Childhood ADHD
Inattention in diagnosis
The diagnosis of ADHD is typically made when a person has marked inattention, or distractibility, along with “executive dysfunction”, or disorganization. “Hyperactivity” is not, in our view, a scientifically valid central part of this diagnosis. In children, an inability to sit still in a classroom occurs secondary to the main problem of inattention. There is no “increased energy” and “decreased need for sleep” which would reflect a primary problem with having excessive energy compared to the general population; that increased energy and decreased need for sleep has been shown in two centuries of psychiatric research to happen only in one pathological state: mania.
The relevance of social factors
Inattention in children can lead to poor function at school; teachers are thus common observers of behaviors that lead to the diagnosis of childhood ADHD. According a to a national epidemiological study by the Centers for Disease Control (CDC), about 5-10% of all US children meet ADHD criteria (boys more than girls). In that study, the state-by-state distribution of childhood ADHD prevalence varied greatly, being twice as high in poor deep South states (like Louisiana or Mississippi) than in well-to-do Western states (like Colorado and California). Thus, the claim that ADHD is more or less a purely biological disease flounders on the fact that the risk can be reduced two-fold by moving from Louisiana to Colorado.
Identifying the real entity
In our view, a notable proportion of ADHD in children is not a separate illness. Using the concept of a diagnostic hierarchy, as explained here. Inattention can be caused by many other illnesses – most notably anxiety conditions, depression, mania, and psychosis. Many children do not have ADHD, but rather other anxiety or mood illnesses that are impairing their concentration. They should not be treated with amphetamines, but rather with medications for anxiety, depression, or bipolar illness. This is especially the case in older children and adolescents, where the diagnosis of ADHD is being increasingly made.
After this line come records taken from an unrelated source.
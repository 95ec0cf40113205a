use serde::{Deserialize, Serialize};
use std::net::IpAddr;
use std::path::PathBuf;

use crate::external_catalog::OmdbConfig;
use crate::translation::MyMemoryConfig;

/// Root configuration
#[derive(Debug, Clone, Default, Deserialize, Serialize)]
pub struct Config {
    #[serde(default)]
    pub server: ServerConfig,
    #[serde(default)]
    pub database: DatabaseConfig,
    /// OMDb metadata source (required for ingestion, not for serving)
    #[serde(default)]
    pub omdb: Option<OmdbConfig>,
    /// Synopsis translation (disabled when absent)
    #[serde(default)]
    pub translation: Option<MyMemoryConfig>,
    #[serde(default)]
    pub cors: CorsConfig,
}

/// Server configuration
#[derive(Debug, Clone, Deserialize, Serialize)]
pub struct ServerConfig {
    #[serde(default = "default_host")]
    pub host: IpAddr,
    #[serde(default = "default_port")]
    pub port: u16,
}

impl Default for ServerConfig {
    fn default() -> Self {
        Self {
            host: default_host(),
            port: default_port(),
        }
    }
}

fn default_host() -> IpAddr {
    IpAddr::from([0, 0, 0, 0])
}

fn default_port() -> u16 {
    8080
}

/// Database configuration
#[derive(Debug, Clone, Deserialize, Serialize)]
pub struct DatabaseConfig {
    #[serde(default = "default_db_path")]
    pub path: PathBuf,
}

impl Default for DatabaseConfig {
    fn default() -> Self {
        Self {
            path: default_db_path(),
        }
    }
}

fn default_db_path() -> PathBuf {
    PathBuf::from("screenmatch.db")
}

/// Cross-origin settings for the browser front-end.
#[derive(Debug, Clone, Deserialize, Serialize)]
pub struct CorsConfig {
    /// Allowed origins. `["*"]` allows any origin.
    #[serde(default = "default_allowed_origins")]
    pub allowed_origins: Vec<String>,
}

impl Default for CorsConfig {
    fn default() -> Self {
        Self {
            allowed_origins: default_allowed_origins(),
        }
    }
}

fn default_allowed_origins() -> Vec<String> {
    vec!["http://127.0.0.1:5501".to_string()]
}

/// Sanitized config for API responses (secrets redacted)
#[derive(Debug, Clone, Serialize)]
pub struct SanitizedConfig {
    pub server: ServerConfig,
    pub database: DatabaseConfig,
    #[serde(skip_serializing_if = "Option::is_none")]
    pub omdb: Option<SanitizedOmdbConfig>,
    #[serde(skip_serializing_if = "Option::is_none")]
    pub translation: Option<MyMemoryConfig>,
    pub cors: CorsConfig,
}

/// Sanitized OMDb config (API key hidden)
#[derive(Debug, Clone, Serialize)]
pub struct SanitizedOmdbConfig {
    pub base_url: String,
    pub api_key_configured: bool,
    pub timeout_secs: u32,
}

impl From<&Config> for SanitizedConfig {
    fn from(config: &Config) -> Self {
        Self {
            server: config.server.clone(),
            database: config.database.clone(),
            omdb: config.omdb.as_ref().map(|o| SanitizedOmdbConfig {
                base_url: o.base_url.clone(),
                api_key_configured: !o.api_key.is_empty(),
                timeout_secs: o.timeout_secs,
            }),
            translation: config.translation.clone(),
            cors: config.cors.clone(),
        }
    }
}
//! Prometheus metrics for observability.
//!
//! This module provides metrics for monitoring the Screenmatch server:
//! - HTTP request metrics (latency, counts, in-flight)
//! - Catalog size (collected dynamically)

use once_cell::sync::Lazy;
use prometheus::{
    self, Encoder, HistogramOpts, HistogramVec, IntCounterVec, IntGauge, Opts, Registry,
    TextEncoder,
};

/// Global metrics registry.
pub static REGISTRY: Lazy<Registry> = Lazy::new(|| {
    let registry = Registry::new();
    register_metrics(&registry);
    registry
});

// =============================================================================
// HTTP Request Metrics
// =============================================================================

/// HTTP request duration in seconds.
pub static HTTP_REQUEST_DURATION: Lazy<HistogramVec> = Lazy::new(|| {
    HistogramVec::new(
        HistogramOpts::new(
            "screenmatch_http_request_duration_seconds",
            "HTTP request duration in seconds",
        )
        .buckets(vec![
            0.001, 0.005, 0.01, 0.025, 0.05, 0.1, 0.25, 0.5, 1.0, 2.5, 5.0, 10.0,
        ]),
        &["method", "path", "status"],
    )
    .unwrap()
});

/// HTTP requests total count.
pub static HTTP_REQUESTS_TOTAL: Lazy<IntCounterVec> = Lazy::new(|| {
    IntCounterVec::new(
        Opts::new("screenmatch_http_requests_total", "Total HTTP requests"),
        &["method", "path", "status"],
    )
    .unwrap()
});

/// HTTP requests currently in flight.
pub static HTTP_REQUESTS_IN_FLIGHT: Lazy<IntGauge> = Lazy::new(|| {
    IntGauge::new(
        "screenmatch_http_requests_in_flight",
        "Number of HTTP requests currently being processed",
    )
    .unwrap()
});

// =============================================================================
// Catalog Metrics (collected dynamically)
// =============================================================================

/// Stored series.
pub static CATALOG_SERIES: Lazy<IntGauge> = Lazy::new(|| {
    IntGauge::new("screenmatch_catalog_series", "Number of series in the catalog").unwrap()
});

/// Stored episodes.
pub static CATALOG_EPISODES: Lazy<IntGauge> = Lazy::new(|| {
    IntGauge::new(
        "screenmatch_catalog_episodes",
        "Number of episodes in the catalog",
    )
    .unwrap()
});

// =============================================================================
// Registration
// =============================================================================

fn register_metrics(registry: &Registry) {
    // HTTP
    registry
        .register(Box::new(HTTP_REQUEST_DURATION.clone()))
        .unwrap();
    registry
        .register(Box::new(HTTP_REQUESTS_TOTAL.clone()))
        .unwrap();
    registry
        .register(Box::new(HTTP_REQUESTS_IN_FLIGHT.clone()))
        .unwrap();

    // Catalog
    registry
        .register(Box::new(CATALOG_SERIES.clone()))
        .unwrap();
    registry
        .register(Box::new(CATALOG_EPISODES.clone()))
        .unwrap();

    // Core metrics (catalog queries, ingestion, external services)
    for metric in screenmatch_core::metrics::all_metrics() {
        registry.register(metric).unwrap();
    }
}

/// Encode all metrics as Prometheus text format.
pub fn encode_metrics() -> String {
    let encoder = TextEncoder::new();
    let metric_families = REGISTRY.gather();
    let mut buffer = Vec::new();
    if let Err(e) = encoder.encode(&metric_families, &mut buffer) {
        tracing::error!("Failed to encode metrics: {}", e);
    }
    String::from_utf8_lossy(&buffer).into_owned()
}

/// Collect dynamic metrics from current application state.
///
/// Called before encoding so the catalog gauges reflect the store.
pub fn collect_dynamic_metrics(state: &crate::state::AppState) {
    if let Ok(stats) = state.catalog().stats() {
        CATALOG_SERIES.set(stats.total_series as i64);
        CATALOG_EPISODES.set(stats.total_episodes as i64);
    }
}
use std::sync::Arc;

use screenmatch_core::{Config, SanitizedConfig, SeriesCatalog};

/// Shared application state
pub struct AppState {
    config: Config,
    catalog: Arc<dyn SeriesCatalog>,
}

impl AppState {
    pub fn new(config: Config, catalog: Arc<dyn SeriesCatalog>) -> Self {
        Self { config, catalog }
    }

    pub fn config(&self) -> &Config {
        &self.config
    }

    pub fn sanitized_config(&self) -> SanitizedConfig {
        SanitizedConfig::from(&self.config)
    }

    pub fn catalog(&self) -> &dyn SeriesCatalog {
        self.catalog.as_ref()
    }
}
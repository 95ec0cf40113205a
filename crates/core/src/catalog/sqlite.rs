//! SQLite-backed series catalog implementation.

use std::path::Path;
use std::sync::{Mutex, MutexGuard};

use chrono::NaiveDate;
use rusqlite::functions::FunctionFlags;
use rusqlite::types::Type;
use rusqlite::{params, Connection, OptionalExtension, Params};
use tracing::debug;

use super::{
    CatalogError, CatalogStats, Category, Episode, NewEpisode, NewSeries, Series, SeriesCatalog,
};
use crate::metrics::CATALOG_QUERIES;

const SERIES_COLUMNS: &str =
    "s.id, s.title, s.total_seasons, s.rating, s.genre, s.actors, s.poster, s.synopsis";

const EPISODE_COLUMNS: &str =
    "e.id, e.series_id, e.season, e.number, e.title, e.rating, e.release_date";

/// Release dates are stored as ISO text so that string order is date order.
const DATE_FORMAT: &str = "%Y-%m-%d";

/// SQLite-backed series catalog.
pub struct SqliteSeriesCatalog {
    conn: Mutex<Connection>,
}

impl SqliteSeriesCatalog {
    /// Open (or create) the catalog database at `path`.
    pub fn new(path: &Path) -> Result<Self, CatalogError> {
        let conn = Connection::open(path)?;
        Self::register_functions(&conn)?;
        Self::initialize_schema(&conn)?;
        Ok(Self {
            conn: Mutex::new(conn),
        })
    }

    /// Create an in-memory catalog (useful for testing).
    pub fn in_memory() -> Result<Self, CatalogError> {
        let conn = Connection::open_in_memory()?;
        Self::register_functions(&conn)?;
        Self::initialize_schema(&conn)?;
        Ok(Self {
            conn: Mutex::new(conn),
        })
    }

    /// `ulower(text)`: Unicode lowercase. SQLite's own `LIKE` and `lower()`
    /// only fold ASCII letters.
    fn register_functions(conn: &Connection) -> Result<(), CatalogError> {
        conn.create_scalar_function(
            "ulower",
            1,
            FunctionFlags::SQLITE_UTF8 | FunctionFlags::SQLITE_DETERMINISTIC,
            |ctx| Ok(ctx.get::<Option<String>>(0)?.map(|text| text.to_lowercase())),
        )?;
        Ok(())
    }

    fn initialize_schema(conn: &Connection) -> Result<(), CatalogError> {
        conn.execute_batch(
            r#"
            PRAGMA foreign_keys = ON;

            CREATE TABLE IF NOT EXISTS series (
                id INTEGER PRIMARY KEY AUTOINCREMENT,
                title TEXT NOT NULL UNIQUE,
                total_seasons INTEGER NOT NULL DEFAULT 0,
                rating REAL NOT NULL DEFAULT 0,
                genre TEXT NOT NULL,
                actors TEXT NOT NULL DEFAULT '',
                poster TEXT NOT NULL DEFAULT '',
                synopsis TEXT NOT NULL DEFAULT ''
            );

            CREATE INDEX IF NOT EXISTS idx_series_rating ON series(rating);
            CREATE INDEX IF NOT EXISTS idx_series_genre ON series(genre);

            CREATE TABLE IF NOT EXISTS episodes (
                id INTEGER PRIMARY KEY AUTOINCREMENT,
                series_id INTEGER NOT NULL REFERENCES series(id) ON DELETE CASCADE,
                season INTEGER NOT NULL,
                number INTEGER NOT NULL,
                title TEXT NOT NULL,
                rating REAL NOT NULL DEFAULT 0,
                release_date TEXT
            );

            CREATE INDEX IF NOT EXISTS idx_episodes_series ON episodes(series_id);
            CREATE INDEX IF NOT EXISTS idx_episodes_release ON episodes(series_id, release_date);
            "#,
        )?;

        Ok(())
    }

    fn lock(&self) -> Result<MutexGuard<'_, Connection>, CatalogError> {
        self.conn
            .lock()
            .map_err(|_| CatalogError::Internal("catalog connection poisoned".to_string()))
    }

    fn row_to_series(row: &rusqlite::Row) -> rusqlite::Result<Series> {
        let genre: String = row.get(4)?;
        let genre = genre
            .parse::<Category>()
            .map_err(|e| rusqlite::Error::FromSqlConversionFailure(4, Type::Text, Box::new(e)))?;

        Ok(Series {
            id: row.get(0)?,
            title: row.get(1)?,
            total_seasons: row.get(2)?,
            rating: row.get(3)?,
            genre,
            actors: row.get(5)?,
            poster: row.get(6)?,
            synopsis: row.get(7)?,
            episodes: Vec::new(), // Loaded separately
        })
    }

    fn row_to_episode(row: &rusqlite::Row) -> rusqlite::Result<Episode> {
        let release_date: Option<String> = row.get(6)?;

        Ok(Episode {
            id: row.get(0)?,
            series_id: row.get(1)?,
            season: row.get(2)?,
            number: row.get(3)?,
            title: row.get(4)?,
            rating: row.get(5)?,
            release_date: release_date
                .and_then(|d| NaiveDate::parse_from_str(&d, DATE_FORMAT).ok()),
        })
    }

    /// Run a series query and attach each series' episodes.
    fn query_series<P: Params>(
        conn: &Connection,
        sql: &str,
        params: P,
    ) -> Result<Vec<Series>, CatalogError> {
        let mut stmt = conn.prepare(sql)?;
        let rows = stmt.query_map(params, Self::row_to_series)?;

        let mut results = Vec::new();
        for row in rows {
            let mut series = row?;
            series.episodes = Self::load_episodes(conn, series.id)?;
            results.push(series);
        }
        Ok(results)
    }

    fn query_episodes<P: Params>(
        conn: &Connection,
        sql: &str,
        params: P,
    ) -> Result<Vec<Episode>, CatalogError> {
        let mut stmt = conn.prepare(sql)?;
        let rows = stmt.query_map(params, Self::row_to_episode)?;

        let mut episodes = Vec::new();
        for row in rows {
            episodes.push(row?);
        }
        Ok(episodes)
    }

    fn load_episodes(conn: &Connection, series_id: i64) -> Result<Vec<Episode>, CatalogError> {
        Self::query_episodes(
            conn,
            &format!(
                "SELECT {EPISODE_COLUMNS} FROM episodes e
                 WHERE e.series_id = ?1
                 ORDER BY e.season, e.number, e.id"
            ),
            params![series_id],
        )
    }

    fn series_exists(conn: &Connection, series_id: i64) -> Result<bool, CatalogError> {
        let exists = conn
            .query_row(
                "SELECT 1 FROM series WHERE id = ?",
                params![series_id],
                |_| Ok(true),
            )
            .optional()?;
        Ok(exists.unwrap_or(false))
    }
}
Another group of children are diagnosable with ADHD without any diagnosable mood or anxiety condition. Our view is that this subgroup reflects a normal developmental delay in cortical areas that subsume executive function (frontal and parietal regions), as shown in the available limited prospective data. In that research, children followed from age 7 with ADHD had normalization of brain abnormalities by age 10, compared to normal controls. This is why – when no other mood or anxiety disease is present – ADHD should go away on its own in the majority of children; older studies found that 90% of children did not meet ADHD criteria by age 18. (The controversy surrounding adult ADHD is discussed here.
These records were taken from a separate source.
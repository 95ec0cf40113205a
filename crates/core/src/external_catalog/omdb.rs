//! OMDb (Open Movie Database) API client.
//!
//! OMDb requires an API key and answers every lookup with HTTP 200; misses
//! are signalled in-band with `{"Response": "False", "Error": "..."}`.

use std::time::{Duration, Instant};

use async_trait::async_trait;
use reqwest::Client;
use serde::de::DeserializeOwned;
use serde::{Deserialize, Serialize};
use tracing::debug;

use super::types::{SeasonData, SeriesData};
use super::{ExternalCatalog, ExternalCatalogError};
use crate::metrics::{EXTERNAL_SERVICE_DURATION, EXTERNAL_SERVICE_REQUESTS};

/// OMDb API client configuration.
#[derive(Debug, Clone, Serialize, Deserialize)]
pub struct OmdbConfig {
    /// OMDb API key (required).
    pub api_key: String,
    /// Base URL (default: https://www.omdbapi.com/).
    #[serde(default = "default_base_url")]
    pub base_url: String,
    /// Request timeout in seconds.
    #[serde(default = "default_timeout_secs")]
    pub timeout_secs: u32,
}

impl OmdbConfig {
    /// Config with the given key and default endpoint settings.
    pub fn with_api_key(api_key: impl Into<String>) -> Self {
        Self {
            api_key: api_key.into(),
            base_url: default_base_url(),
            timeout_secs: default_timeout_secs(),
        }
    }
}

fn default_base_url() -> String {
    "https://www.omdbapi.com/".to_string()
}

fn default_timeout_secs() -> u32 {
    30
}

/// In-band status carried by every OMDb response body.
#[derive(Debug, Deserialize)]
struct OmdbStatus {
    #[serde(rename = "Response", default)]
    response: Option<String>,
    #[serde(rename = "Error", default)]
    error: Option<String>,
}

/// OMDb API client.
pub struct OmdbClient {
    client: Client,
    base_url: String,
    api_key: String,
}

impl OmdbClient {
    /// Create a new OMDb client.
    pub fn new(config: OmdbConfig) -> Result<Self, ExternalCatalogError> {
        if config.api_key.trim().is_empty() {
            return Err(ExternalCatalogError::NotConfigured(
                "OMDb API key is required".to_string(),
            ));
        }

        let client = Client::builder()
            .timeout(Duration::from_secs(config.timeout_secs as u64))
            .build()?;

        Ok(Self {
            client,
            base_url: config.base_url,
            api_key: config.api_key,
        })
    }

    async fn lookup<T: DeserializeOwned>(
        &self,
        operation: &str,
        query: &[(&str, String)],
    ) -> Result<T, ExternalCatalogError> {
        let start = Instant::now();
        let result = self.send(query).await;

        EXTERNAL_SERVICE_DURATION
            .with_label_values(&["omdb", operation])
            .observe(start.elapsed().as_secs_f64());
        EXTERNAL_SERVICE_REQUESTS
            .with_label_values(&[
                "omdb",
                operation,
                if result.is_ok() { "success" } else { "error" },
            ])
            .inc();

        parse_body(&result?)
    }

    async fn send(&self, query: &[(&str, String)]) -> Result<String, ExternalCatalogError> {
        let response = self
            .client
            .get(&self.base_url)
            .query(query)
            .query(&[("apikey", &self.api_key)])
            .send()
            .await?;

        let status = response.status();
        if status == 401 {
            return Err(ExternalCatalogError::NotConfigured(
                "Invalid OMDb API key".to_string(),
            ));
        }
        if status == 429 {
            return Err(ExternalCatalogError::RateLimitExceeded);
        }
        if !status.is_success() {
            let body = response.text().await.unwrap_or_default();
            return Err(ExternalCatalogError::ApiError {
                status: status.as_u16(),
                message: body,
            });
        }

        Ok(response.text().await?)
    }
}

/// Decode an OMDb body, turning an in-band failure into `NotFound`.
fn parse_body<T: DeserializeOwned>(body: &str) -> Result<T, ExternalCatalogError> {
    let status: OmdbStatus = serde_json::from_str(body).map_err(|e| {
        ExternalCatalogError::ParseError(format!("Failed to parse OMDb response: {}", e))
    })?;

    if status
        .response
        .as_deref()
        .is_some_and(|r| r.eq_ignore_ascii_case("false"))
    {
        return Err(ExternalCatalogError::NotFound(
            status.error.unwrap_or_else(|| "no result".to_string()),
        ));
    }

    serde_json::from_str(body).map_err(|e| {
        ExternalCatalogError::ParseError(format!("Failed to parse OMDb response: {}", e))
    })
}

#[async_trait]
impl ExternalCatalog for OmdbClient {
    async fn fetch_series(&self, title: &str) -> Result<SeriesData, ExternalCatalogError> {
        debug!("OMDb series lookup: title='{}'", title);
        self.lookup("series", &[("t", title.to_string())]).await
    }

    async fn fetch_season(
        &self,
        title: &str,
        season: u32,
    ) -> Result<SeasonData, ExternalCatalogError> {
        debug!("OMDb season lookup: title='{}', season={}", title, season);
        self.lookup(
            "season",
            &[("t", title.to_string()), ("season", season.to_string())],
        )
        .await
    }
}
mod loader;
mod types;
mod validate;

pub use loader::{load_config, load_config_from_str};
pub use types::*;
pub use validate::validate_config;

use thiserror::Error;

#[derive(Debug, Error)]
pub enum ConfigError {
    #[error("Configuration file not found: {0}")]
    FileNotFound(String),

    #[error("Failed to parse configuration: {0}")]
    ParseError(String),

    #[error("Configuration validation failed: {0}")]
    ValidationError(String),
}
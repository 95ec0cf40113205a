//! Prometheus metrics for core components.
//!
//! This module provides metrics for:
//! - Catalog queries against the series store
//! - Ingestion runs (series and episode imports)
//! - External services (OMDb, MyMemory)

use once_cell::sync::Lazy;
use prometheus::{Histogram, HistogramOpts, HistogramVec, IntCounterVec, Opts};

// =============================================================================
// Catalog Metrics
// =============================================================================

/// Catalog store operations by query name.
pub static CATALOG_QUERIES: Lazy<IntCounterVec> = Lazy::new(|| {
    IntCounterVec::new(
        Opts::new(
            "screenmatch_catalog_queries_total",
            "Total catalog store operations",
        ),
        &["query"], // "top_rated", "latest_releases", ...
    )
    .unwrap()
});

// =============================================================================
// Ingestion Metrics
// =============================================================================

/// Ingestion runs by kind and result.
pub static INGESTIONS_TOTAL: Lazy<IntCounterVec> = Lazy::new(|| {
    IntCounterVec::new(
        Opts::new("screenmatch_ingestions_total", "Total ingestion runs"),
        &["kind", "result"], // kind: "series", "episodes"; result: "success", "failed"
    )
    .unwrap()
});

/// Episodes written per episode ingestion.
pub static EPISODES_INGESTED: Lazy<Histogram> = Lazy::new(|| {
    Histogram::with_opts(
        HistogramOpts::new(
            "screenmatch_episodes_ingested",
            "Number of episodes stored per episode ingestion",
        )
        .buckets(vec![1.0, 10.0, 25.0, 50.0, 100.0, 250.0, 500.0]),
    )
    .unwrap()
});

// =============================================================================
// External Service Metrics
// =============================================================================

/// External service request duration.
pub static EXTERNAL_SERVICE_DURATION: Lazy<HistogramVec> = Lazy::new(|| {
    HistogramVec::new(
        HistogramOpts::new(
            "screenmatch_external_service_duration_seconds",
            "Duration of external service calls",
        )
        .buckets(vec![0.05, 0.1, 0.25, 0.5, 1.0, 2.5, 5.0, 10.0, 30.0]),
        &["service", "operation"],
    )
    .unwrap()
});

/// External service requests total.
pub static EXTERNAL_SERVICE_REQUESTS: Lazy<IntCounterVec> = Lazy::new(|| {
    IntCounterVec::new(
        Opts::new(
            "screenmatch_external_service_requests_total",
            "Total external service requests",
        ),
        &["service", "operation", "status"], // status: "success", "error"
    )
    .unwrap()
});

// =============================================================================
// Helper functions
// =============================================================================

/// Get all core metrics for registration in a registry.
pub fn all_metrics() -> Vec<Box<dyn prometheus::core::Collector>> {
    vec![
        // Catalog
        Box::new(CATALOG_QUERIES.clone()),
        // Ingestion
        Box::new(INGESTIONS_TOTAL.clone()),
        Box::new(EPISODES_INGESTED.clone()),
        // External services
        Box::new(EXTERNAL_SERVICE_DURATION.clone()),
        Box::new(EXTERNAL_SERVICE_REQUESTS.clone()),
    ]
}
Treatment of childhood ADHD
In the children with “true” ADHD, not caused by another disease, we recommend, if needed, short-term amphetamine treatment, but at the lowest doses possible and for the shortest amount of time necessary, not beyond age 10 based on the current research. The treatment of ADHD with amphetamines is further discussed here, providing our rationale based on the best randomized studies of these agents that they are not necessary in the majority of children diagnosed with ADHD.